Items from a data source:
□ □ □ □
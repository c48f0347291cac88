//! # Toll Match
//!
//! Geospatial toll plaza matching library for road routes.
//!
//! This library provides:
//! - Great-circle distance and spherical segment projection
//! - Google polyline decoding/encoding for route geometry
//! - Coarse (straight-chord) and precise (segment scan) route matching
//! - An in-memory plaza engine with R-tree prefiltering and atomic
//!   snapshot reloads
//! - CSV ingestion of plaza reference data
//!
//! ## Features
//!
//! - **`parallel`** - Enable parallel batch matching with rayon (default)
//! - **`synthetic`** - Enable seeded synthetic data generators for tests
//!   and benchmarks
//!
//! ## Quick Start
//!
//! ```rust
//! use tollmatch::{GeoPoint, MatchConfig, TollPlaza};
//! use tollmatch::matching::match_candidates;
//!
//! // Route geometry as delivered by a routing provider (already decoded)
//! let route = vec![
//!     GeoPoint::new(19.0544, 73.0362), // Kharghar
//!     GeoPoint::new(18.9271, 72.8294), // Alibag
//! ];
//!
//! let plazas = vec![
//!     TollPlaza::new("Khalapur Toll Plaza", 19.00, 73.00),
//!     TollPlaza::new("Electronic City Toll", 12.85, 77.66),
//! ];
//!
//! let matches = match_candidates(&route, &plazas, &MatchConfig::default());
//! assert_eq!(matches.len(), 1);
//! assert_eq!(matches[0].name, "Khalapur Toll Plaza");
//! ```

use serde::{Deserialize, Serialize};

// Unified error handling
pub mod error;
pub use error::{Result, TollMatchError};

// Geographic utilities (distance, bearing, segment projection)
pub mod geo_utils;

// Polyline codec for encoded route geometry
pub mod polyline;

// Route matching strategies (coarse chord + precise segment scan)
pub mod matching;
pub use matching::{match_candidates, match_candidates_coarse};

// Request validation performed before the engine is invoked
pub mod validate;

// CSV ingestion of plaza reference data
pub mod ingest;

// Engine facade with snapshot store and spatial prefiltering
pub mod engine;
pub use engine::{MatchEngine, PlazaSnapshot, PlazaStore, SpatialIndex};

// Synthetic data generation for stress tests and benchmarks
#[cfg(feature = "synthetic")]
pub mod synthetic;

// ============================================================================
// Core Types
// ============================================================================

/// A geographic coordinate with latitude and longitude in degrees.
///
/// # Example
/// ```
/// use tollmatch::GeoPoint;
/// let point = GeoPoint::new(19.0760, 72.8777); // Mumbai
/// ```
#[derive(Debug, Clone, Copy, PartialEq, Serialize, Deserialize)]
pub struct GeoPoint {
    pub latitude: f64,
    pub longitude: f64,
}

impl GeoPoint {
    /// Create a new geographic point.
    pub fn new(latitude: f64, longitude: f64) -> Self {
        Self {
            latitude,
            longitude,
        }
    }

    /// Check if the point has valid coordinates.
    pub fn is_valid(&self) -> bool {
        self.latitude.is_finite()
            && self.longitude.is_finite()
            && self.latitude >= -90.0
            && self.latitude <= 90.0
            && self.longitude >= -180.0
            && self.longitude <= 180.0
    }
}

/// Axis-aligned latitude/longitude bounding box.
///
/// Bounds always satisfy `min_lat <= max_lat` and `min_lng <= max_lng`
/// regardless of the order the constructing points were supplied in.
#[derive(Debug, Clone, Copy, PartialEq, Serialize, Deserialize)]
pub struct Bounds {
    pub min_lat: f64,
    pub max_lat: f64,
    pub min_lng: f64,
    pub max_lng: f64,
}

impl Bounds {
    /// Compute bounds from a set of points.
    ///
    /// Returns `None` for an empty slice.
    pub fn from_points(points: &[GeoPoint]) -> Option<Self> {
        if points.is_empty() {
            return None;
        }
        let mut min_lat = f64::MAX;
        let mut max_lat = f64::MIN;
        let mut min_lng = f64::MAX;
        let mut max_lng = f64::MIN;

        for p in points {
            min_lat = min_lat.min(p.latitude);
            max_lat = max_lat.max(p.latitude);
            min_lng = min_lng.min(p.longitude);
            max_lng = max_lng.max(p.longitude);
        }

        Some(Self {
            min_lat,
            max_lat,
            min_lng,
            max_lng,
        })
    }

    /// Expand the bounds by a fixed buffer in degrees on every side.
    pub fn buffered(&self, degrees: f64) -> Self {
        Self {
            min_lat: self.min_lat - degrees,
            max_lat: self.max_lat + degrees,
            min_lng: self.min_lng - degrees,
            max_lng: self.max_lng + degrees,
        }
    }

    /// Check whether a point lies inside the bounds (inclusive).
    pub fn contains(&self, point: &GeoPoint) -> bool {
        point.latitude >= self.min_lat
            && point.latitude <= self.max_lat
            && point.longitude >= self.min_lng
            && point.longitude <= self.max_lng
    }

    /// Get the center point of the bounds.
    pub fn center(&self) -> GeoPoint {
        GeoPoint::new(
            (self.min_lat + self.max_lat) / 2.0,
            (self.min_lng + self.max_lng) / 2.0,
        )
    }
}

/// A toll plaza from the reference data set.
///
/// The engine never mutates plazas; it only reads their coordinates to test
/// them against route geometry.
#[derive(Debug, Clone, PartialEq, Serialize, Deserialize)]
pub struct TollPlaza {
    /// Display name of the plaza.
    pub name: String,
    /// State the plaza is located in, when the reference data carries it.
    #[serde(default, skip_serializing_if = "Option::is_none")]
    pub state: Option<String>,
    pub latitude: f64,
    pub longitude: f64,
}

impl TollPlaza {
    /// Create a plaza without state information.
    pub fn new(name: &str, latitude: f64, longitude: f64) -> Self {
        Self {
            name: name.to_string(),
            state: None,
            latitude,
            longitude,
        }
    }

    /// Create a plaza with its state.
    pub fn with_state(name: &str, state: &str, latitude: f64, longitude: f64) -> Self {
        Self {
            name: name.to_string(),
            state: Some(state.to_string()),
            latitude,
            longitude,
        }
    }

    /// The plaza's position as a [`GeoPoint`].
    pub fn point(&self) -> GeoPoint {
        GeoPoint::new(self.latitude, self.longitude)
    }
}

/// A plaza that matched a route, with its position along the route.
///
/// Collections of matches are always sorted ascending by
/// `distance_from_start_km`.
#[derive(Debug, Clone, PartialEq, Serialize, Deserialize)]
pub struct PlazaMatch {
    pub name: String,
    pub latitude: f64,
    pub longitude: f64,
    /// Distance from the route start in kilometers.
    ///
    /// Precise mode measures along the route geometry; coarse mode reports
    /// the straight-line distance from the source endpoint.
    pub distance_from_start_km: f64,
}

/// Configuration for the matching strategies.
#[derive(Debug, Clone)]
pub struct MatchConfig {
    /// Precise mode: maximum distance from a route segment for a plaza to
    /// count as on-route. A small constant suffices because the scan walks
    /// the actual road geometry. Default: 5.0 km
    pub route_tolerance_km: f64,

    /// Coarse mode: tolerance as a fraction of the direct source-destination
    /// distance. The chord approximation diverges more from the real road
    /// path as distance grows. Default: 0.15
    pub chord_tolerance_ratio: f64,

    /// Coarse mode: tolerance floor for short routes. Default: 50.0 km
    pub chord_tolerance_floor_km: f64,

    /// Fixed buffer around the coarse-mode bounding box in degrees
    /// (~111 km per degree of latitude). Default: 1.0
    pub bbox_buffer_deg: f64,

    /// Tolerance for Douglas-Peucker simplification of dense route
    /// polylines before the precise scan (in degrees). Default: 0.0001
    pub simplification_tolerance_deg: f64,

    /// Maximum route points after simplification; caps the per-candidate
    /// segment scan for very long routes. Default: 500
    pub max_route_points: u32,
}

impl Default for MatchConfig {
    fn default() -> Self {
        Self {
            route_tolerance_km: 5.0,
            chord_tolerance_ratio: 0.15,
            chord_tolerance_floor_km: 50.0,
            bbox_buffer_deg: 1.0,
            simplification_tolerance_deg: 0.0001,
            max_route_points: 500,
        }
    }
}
□ □ □ □
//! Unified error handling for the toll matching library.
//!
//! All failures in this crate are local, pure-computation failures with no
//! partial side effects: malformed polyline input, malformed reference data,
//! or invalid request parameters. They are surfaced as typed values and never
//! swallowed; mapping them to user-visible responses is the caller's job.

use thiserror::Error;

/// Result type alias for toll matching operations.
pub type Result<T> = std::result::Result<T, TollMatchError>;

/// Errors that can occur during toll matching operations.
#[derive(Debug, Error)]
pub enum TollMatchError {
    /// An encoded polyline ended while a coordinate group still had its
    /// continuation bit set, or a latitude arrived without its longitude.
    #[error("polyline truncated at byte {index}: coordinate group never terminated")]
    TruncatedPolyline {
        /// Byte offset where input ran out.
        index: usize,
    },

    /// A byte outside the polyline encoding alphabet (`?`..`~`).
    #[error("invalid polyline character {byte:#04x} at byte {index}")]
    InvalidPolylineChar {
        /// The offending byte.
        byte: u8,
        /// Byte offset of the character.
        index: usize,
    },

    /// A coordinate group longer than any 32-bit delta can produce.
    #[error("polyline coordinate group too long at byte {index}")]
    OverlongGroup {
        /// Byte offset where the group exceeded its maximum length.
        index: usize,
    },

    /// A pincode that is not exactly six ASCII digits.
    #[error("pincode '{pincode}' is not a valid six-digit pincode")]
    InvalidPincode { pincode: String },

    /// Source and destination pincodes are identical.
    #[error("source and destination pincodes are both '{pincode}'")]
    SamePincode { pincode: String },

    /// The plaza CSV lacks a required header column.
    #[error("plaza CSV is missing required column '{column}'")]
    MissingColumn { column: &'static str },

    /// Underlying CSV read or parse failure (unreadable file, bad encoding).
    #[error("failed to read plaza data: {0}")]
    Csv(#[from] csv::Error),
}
□ □ □ □
WHAT TO PRODUCE: For the entries above, count the lines that contain the string "always", and state that number without further comment.

SOLUTION TO THE EXERCISE: 2